Exercise aim — Find the line in the entries below that contains "assert!(by_name(option.value).is_some());". Repeat it exactly, and every line after it through the line that contains "static THEME_SET: Lazy<ThemeSet>".

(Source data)
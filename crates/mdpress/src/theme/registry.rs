//! Built-in theme registry.
//!
//! Themes ship as embedded YAML assets and are parsed once on first use.
//! A bad built-in asset is a packaging bug, so parse failures here panic
//! at first access instead of returning a `Result` on every lookup.

use std::collections::BTreeMap;

use once_cell::sync::Lazy;

use crate::config::ConfigOption;
use crate::error::Error;

use super::theme::Theme;

const DEFAULT_THEME_YAML: &str = include_str!("../../assets/themes/default.yaml");
const GRACE_THEME_YAML: &str = include_str!("../../assets/themes/grace.yaml");

static THEMES: Lazy<BTreeMap<&'static str, Theme>> = Lazy::new(|| {
    let mut themes = BTreeMap::new();
    for (name, yaml) in [("default", DEFAULT_THEME_YAML), ("grace", GRACE_THEME_YAML)] {
        let theme = Theme::from_yaml(yaml)
            .unwrap_or_else(|err| panic!("built-in theme {:?} failed to parse: {}", name, err))
            .with_name(name);
        themes.insert(name, theme);
    }
    themes
});

/// Resolves a built-in theme by its registry key.
pub fn by_name(name: &str) -> Option<&'static Theme> {
    THEMES.get(name)
}

/// Like [`by_name`], erroring for unknown keys. For callers resolving a
/// user-supplied theme identifier.
pub fn resolve(name: &str) -> Result<&'static Theme, Error> {
    by_name(name).ok_or_else(|| Error::UnknownTheme(name.to_string()))
}

/// The default built-in theme.
pub fn default_theme() -> &'static Theme {
    &THEMES["default"]
}

/// Registry keys of every built-in theme.
pub fn names() -> Vec<&'static str> {
    THEMES.keys().copied().collect()
}

/// Catalog entries for the theme picker.
pub fn options() -> Vec<ConfigOption> {
    vec![
        ConfigOption {
            label: "Classic",
            value: "default",
            desc: "clean blocks, centered headings",
        },
        ConfigOption {
            label: "Grace",
            value: "grace",
            desc: "lighter chrome, serif friendly",
        },
    ]
}

#[cfg(test)]
mod tests {
    use super::*;
    use crate::theme::ElementTag;

    #[test]
    fn test_builtin_themes_parse() {
        for name in names() {
            let theme = by_name(name).unwrap();
            assert_eq!(theme.name(), Some(name));
        }
    }

    #[test]
    fn test_every_slot_has_an_entry() {
        // The data invariant: built-in themes style every slot (possibly
        // with an empty map).
        for name in names() {
            let theme = by_name(name).unwrap();
            for tag in ElementTag::ALL {
                assert!(
                    theme.element(tag).is_some(),
                    "theme {:?} missing slot {}",
                    name,
                    tag
                );
            }
        }
    }

    #[test]
    fn test_heading_spans_carry_multipliers() {
        // Customization depends on every h{n}span having a numeric
        // font-size component.
        for name in names() {
            let theme = by_name(name).unwrap();
            for depth in 1..=6u8 {
                let span = theme.element(ElementTag::heading_span(depth)).unwrap();
                assert!(span.contains_key("font-size"), "{} h{}span", name, depth);
            }
        }
    }

    #[test]
    fn test_unknown_theme() {
        assert!(by_name("solarized").is_none());
        assert!(matches!(
            resolve("solarized"),
            Err(crate::Error::UnknownTheme(_))
        ));
    }

    #[test]
    fn test_options_match_registry() {
        for option in options() {
            assert!(by_name(option.value).is_some());
        }
    }
}
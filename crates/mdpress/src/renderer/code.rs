//! Code block highlighting with inline-styled spans.
//!
//! The target host strips classes and stylesheets, so highlight colors must
//! land directly in `style` attributes. syntect's styled-HTML output does
//! exactly that; unknown language tokens fall back to plain text rather
//! than failing the render.

use once_cell::sync::Lazy;
use syntect::easy::HighlightLines;
use syntect::highlighting::{Theme, ThemeSet};
use syntect::html::{styled_line_to_highlighted_html, IncludeBackground};
use syntect::parsing::SyntaxSet;
use syntect::util::LinesWithEndings;

use crate::config::DEFAULT_HIGHLIGHT_THEME;
use crate::util::escape_html;

static SYNTAX_SET: Lazy<SyntaxSet> = Lazy::new(SyntaxSet::load_defaults_newlines);
static THEME_SET: Lazy<ThemeSet> = Lazy::new(ThemeSet::load_defaults);

/// Highlights a code block into HTML with inline-styled spans.
///
/// `lang` is the fenced-block info string; only its first word is used as
/// the language token. Unrecognized tokens (and empty ones) highlight as
/// plain text. Lines that fail to highlight degrade to escaped text.
pub(crate) fn highlight_to_html(code: &str, lang: &str, theme_name: &str) -> String {
    let token = lang.split_whitespace().next().unwrap_or("");
    let syntax = SYNTAX_SET
        .find_syntax_by_token(token)
        .unwrap_or_else(|| SYNTAX_SET.find_syntax_plain_text());
    let theme = resolve_theme(theme_name);

    let mut highlighter = HighlightLines::new(syntax, theme);
    let mut html = String::new();
    for line in LinesWithEndings::from(code) {
        let rendered = highlighter
            .highlight_line(line, &SYNTAX_SET)
            .ok()
            .and_then(|regions| {
                styled_line_to_highlighted_html(&regions[..], IncludeBackground::No).ok()
            });
        match rendered {
            Some(fragment) => html.push_str(&fragment),
            None => html.push_str(&escape_html(line)),
        }
    }
    html
}

/// Resolves a highlight theme name with fallback to the default theme.
fn resolve_theme(name: &str) -> &'static Theme {
    THEME_SET
        .themes
        .get(name)
        .or_else(|| THEME_SET.themes.get(DEFAULT_HIGHLIGHT_THEME))
        .unwrap_or_else(|| {
            // load_defaults always carries InspiredGitHub; if that ever
            // changes, any theme beats no theme.
            THEME_SET
                .themes
                .values()
                .next()
                .expect("syntect default theme set is empty")
        })
}
//! Theme struct: an immutable visual specification for every rendering slot.
//!
//! Themes are plain data, typically authored as YAML:
//!
//! ```yaml
//! base:
//!   "--md-primary-color": "#000000"
//!   line-height: "1.75"
//! elements:
//!   h1span:
//!     font-size: "1.4em"
//!     font-weight: bold
//!   p:
//!     margin: "0 0 1.5em 0"
//! ```
//!
//! Heading font sizes are written as bare multipliers with an `em` suffix:
//! `1.4em` means "1.4 times the chosen base font size in pixels". When a
//! theme is customized for a concrete font size, the multiplier is parsed
//! as a float (unit discarded) and replaced with a pixel value. This is an
//! intentional unit reinterpretation, not a CSS calculation.

use std::collections::BTreeMap;
use std::path::Path;

use serde::{Deserialize, Serialize};

use crate::error::Error;
use crate::style::{hex_to_rgba, merge_properties, overlay_properties, PropertyMap};

use super::element::ElementTag;

/// Custom property carrying the user-selected accent color.
pub const PRIMARY_COLOR_VAR: &str = "--md-primary-color";
/// Custom property carrying the translucent accent variant.
pub const PRIMARY_LIGHTER_VAR: &str = "--md-primary-lighter-color";

/// Alpha used for the derived lighter accent color.
const LIGHTER_ALPHA: f32 = 0.2;

/// A named visual specification: global defaults plus per-slot properties.
///
/// Themes are immutable templates. All customization methods return a new
/// `Theme`; derived themes are produced by structural merge with documented
/// precedence (override wins per key).
#[derive(Debug, Clone, PartialEq, Eq, Serialize, Deserialize)]
pub struct Theme {
    /// Theme name (optional, typically the registry key).
    #[serde(default, skip_serializing_if = "Option::is_none")]
    name: Option<String>,
    /// Properties applied to every element unless overridden.
    #[serde(default)]
    base: PropertyMap,
    /// Per-slot property overrides. Absent slots render with no inline
    /// style of their own (only the merged base).
    #[serde(default)]
    elements: BTreeMap<ElementTag, PropertyMap>,
}

/// Parameters for [`Theme::customize`].
#[derive(Debug, Clone, Copy, Default)]
pub struct CustomizeOptions<'a> {
    /// Base font size in pixels; scales every heading span's font-size
    /// multiplier into a concrete pixel value.
    pub font_size: Option<f32>,
    /// Primary accent color as a hex string.
    pub color: Option<&'a str>,
}

impl Theme {
    /// Creates an empty, unnamed theme.
    pub fn new() -> Self {
        Self {
            name: None,
            base: PropertyMap::new(),
            elements: BTreeMap::new(),
        }
    }

    /// Parses a theme from YAML content.
    ///
    /// # Errors
    ///
    /// Returns [`Error::Theme`] if the document fails to deserialize,
    /// including when an element key is not a known slot name.
    pub fn from_yaml(yaml: &str) -> Result<Self, Error> {
        Ok(serde_yaml::from_str(yaml)?)
    }

    /// Loads a theme from a YAML file, deriving the name from the filename.
    pub fn from_file<P: AsRef<Path>>(path: P) -> Result<Self, Error> {
        let path = path.as_ref();
        let content = std::fs::read_to_string(path)?;
        let mut theme = Self::from_yaml(&content)?;
        if theme.name.is_none() {
            theme.name = path
                .file_stem()
                .and_then(|s| s.to_str())
                .map(|s| s.to_string());
        }
        Ok(theme)
    }

    /// Returns the theme name, if set.
    pub fn name(&self) -> Option<&str> {
        self.name.as_deref()
    }

    /// Sets the name, returning `self` for chaining.
    pub fn with_name(mut self, name: impl Into<String>) -> Self {
        self.name = Some(name.into());
        self
    }

    /// The global default properties.
    pub fn base(&self) -> &PropertyMap {
        &self.base
    }

    /// The property map for one slot, if the theme styles it.
    pub fn element(&self, tag: ElementTag) -> Option<&PropertyMap> {
        self.elements.get(&tag)
    }

    /// Inserts or replaces one slot's properties, returning `self` for
    /// chaining. Mostly useful for building fixture themes in tests.
    pub fn with_element(mut self, tag: ElementTag, props: PropertyMap) -> Self {
        self.elements.insert(tag, props);
        self
    }

    /// Inserts or replaces a base property, returning `self` for chaining.
    pub fn with_base_property(
        mut self,
        property: impl Into<String>,
        value: impl Into<String>,
    ) -> Self {
        self.base.insert(property.into(), value.into());
        self
    }

    /// Merges another theme onto this one, producing a derived theme.
    ///
    /// Precedence: `other` wins per key. The merge is deep on `base`
    /// (property-level) and per-element shallow overwrite-by-key (an
    /// element present in both has `other`'s properties layered onto this
    /// theme's, property by property).
    pub fn merge(&self, other: &Theme) -> Theme {
        let mut merged = self.clone();
        overlay_properties(&mut merged.base, &other.base);
        for (tag, props) in &other.elements {
            match merged.elements.get_mut(tag) {
                Some(existing) => overlay_properties(existing, props),
                None => {
                    merged.elements.insert(*tag, props.clone());
                }
            }
        }
        if other.name.is_some() {
            merged.name = other.name.clone();
        }
        merged
    }

    /// Produces a derived theme with user-chosen font size and accent color
    /// applied.
    ///
    /// With `font_size`, every `h1span`..`h6span` font-size multiplier is
    /// scaled into pixels (`1.4em` at 14px becomes `19.6px`). With `color`,
    /// the primary-color custom property is set and a translucent variant
    /// (alpha 0.2) is derived for accents and backgrounds.
    ///
    /// # Errors
    ///
    /// Returns [`Error::InvalidColor`] for malformed hex input. Rejecting
    /// bad colors here keeps `NaN`-like garbage out of generated markup.
    pub fn customize(&self, options: CustomizeOptions<'_>) -> Result<Theme, Error> {
        let mut theme = self.clone();

        if let Some(font_size) = options.font_size {
            for depth in 1..=6 {
                let span = ElementTag::heading_span(depth);
                if let Some(props) = theme.elements.get_mut(&span) {
                    if let Some(multiplier) = props.get("font-size").and_then(|v| leading_float(v))
                    {
                        props.insert("font-size".to_string(), format_px(font_size * multiplier));
                    }
                }
            }
        }

        if let Some(color) = options.color {
            let lighter = hex_to_rgba(color, LIGHTER_ALPHA)?;
            theme.base.insert(PRIMARY_COLOR_VAR.to_string(), color.to_string());
            theme.base.insert(PRIMARY_LIGHTER_VAR.to_string(), lighter);
        }

        Ok(theme)
    }

    /// Layers parsed custom CSS onto the theme, after applying the accent
    /// color.
    ///
    /// Only selectors in [`ElementTag::CUSTOM_CSS_WHITELIST`] take effect,
    /// in that fixed order; matching entries are shallow-merged onto the
    /// slot's properties (custom CSS wins per property, not whole-object
    /// replace). Other selectors are ignored here — the post-processing
    /// inliner may still consume them.
    ///
    /// # Errors
    ///
    /// Returns [`Error::InvalidColor`] for malformed hex input.
    pub fn with_custom_css(
        &self,
        custom: &mdpress_css::RuleMap,
        color: &str,
    ) -> Result<Theme, Error> {
        let mut theme = self.customize(CustomizeOptions {
            font_size: None,
            color: Some(color),
        })?;

        for tag in ElementTag::CUSTOM_CSS_WHITELIST {
            if let Some(overrides) = custom.get(tag.as_str()) {
                let entry = theme.elements.entry(tag).or_default();
                overlay_properties(entry, overrides);
            }
        }

        Ok(theme)
    }

    /// Resolves the theme into per-slot property maps with `base` merged in.
    ///
    /// Element properties win over base on conflicting keys. Used by
    /// [`StyleTable::build`](super::StyleTable::build), which additionally
    /// applies fonts and indentation.
    pub(super) fn resolved_elements(
        &self,
        base: &PropertyMap,
    ) -> BTreeMap<ElementTag, PropertyMap> {
        self.elements
            .iter()
            .map(|(tag, props)| (*tag, merge_properties(base, props)))
            .collect()
    }
}

impl Default for Theme {
    fn default() -> Self {
        Self::new()
    }
}

/// Formats a pixel value, rounded to two decimals with no trailing noise
/// from binary float arithmetic (`19.6px`, not `19.599999px`).
fn format_px(value: f32) -> String {
    let rounded = (value * 100.0).round() / 100.0;
    if rounded == rounded.trunc() {
        format!("{}px", rounded as i64)
    } else {
        format!("{}px", rounded)
    }
}

/// Parses the leading float of a dimension value, discarding the unit.
///
/// `"1.4em"` yields `1.4`; a value with no leading number yields `None`.
fn leading_float(value: &str) -> Option<f32> {
    let digits: &str = {
        let end = value
            .find(|c: char| !c.is_ascii_digit() && c != '.')
            .unwrap_or(value.len());
        &value[..end]
    };
    digits.parse().ok()
}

Output of the exercise —
            assert!(by_name(option.value).is_some());
        }
    }
}
filename crates/mdpress/src/renderer/code.rs
//! Code block highlighting with inline-styled spans.
//!
//! The target host strips classes and stylesheets, so highlight colors must
//! land directly in `style` attributes. syntect's styled-HTML output does
//! exactly that; unknown language tokens fall back to plain text rather
//! than failing the render.

use once_cell::sync::Lazy;
use syntect::easy::HighlightLines;
use syntect::highlighting::{Theme, ThemeSet};
use syntect::html::{styled_line_to_highlighted_html, IncludeBackground};
use syntect::parsing::SyntaxSet;
use syntect::util::LinesWithEndings;

use crate::config::DEFAULT_HIGHLIGHT_THEME;
use crate::util::escape_html;

static SYNTAX_SET: Lazy<SyntaxSet> = Lazy::new(SyntaxSet::load_defaults_newlines);
static THEME_SET: Lazy<ThemeSet> = Lazy::new(ThemeSet::load_defaults);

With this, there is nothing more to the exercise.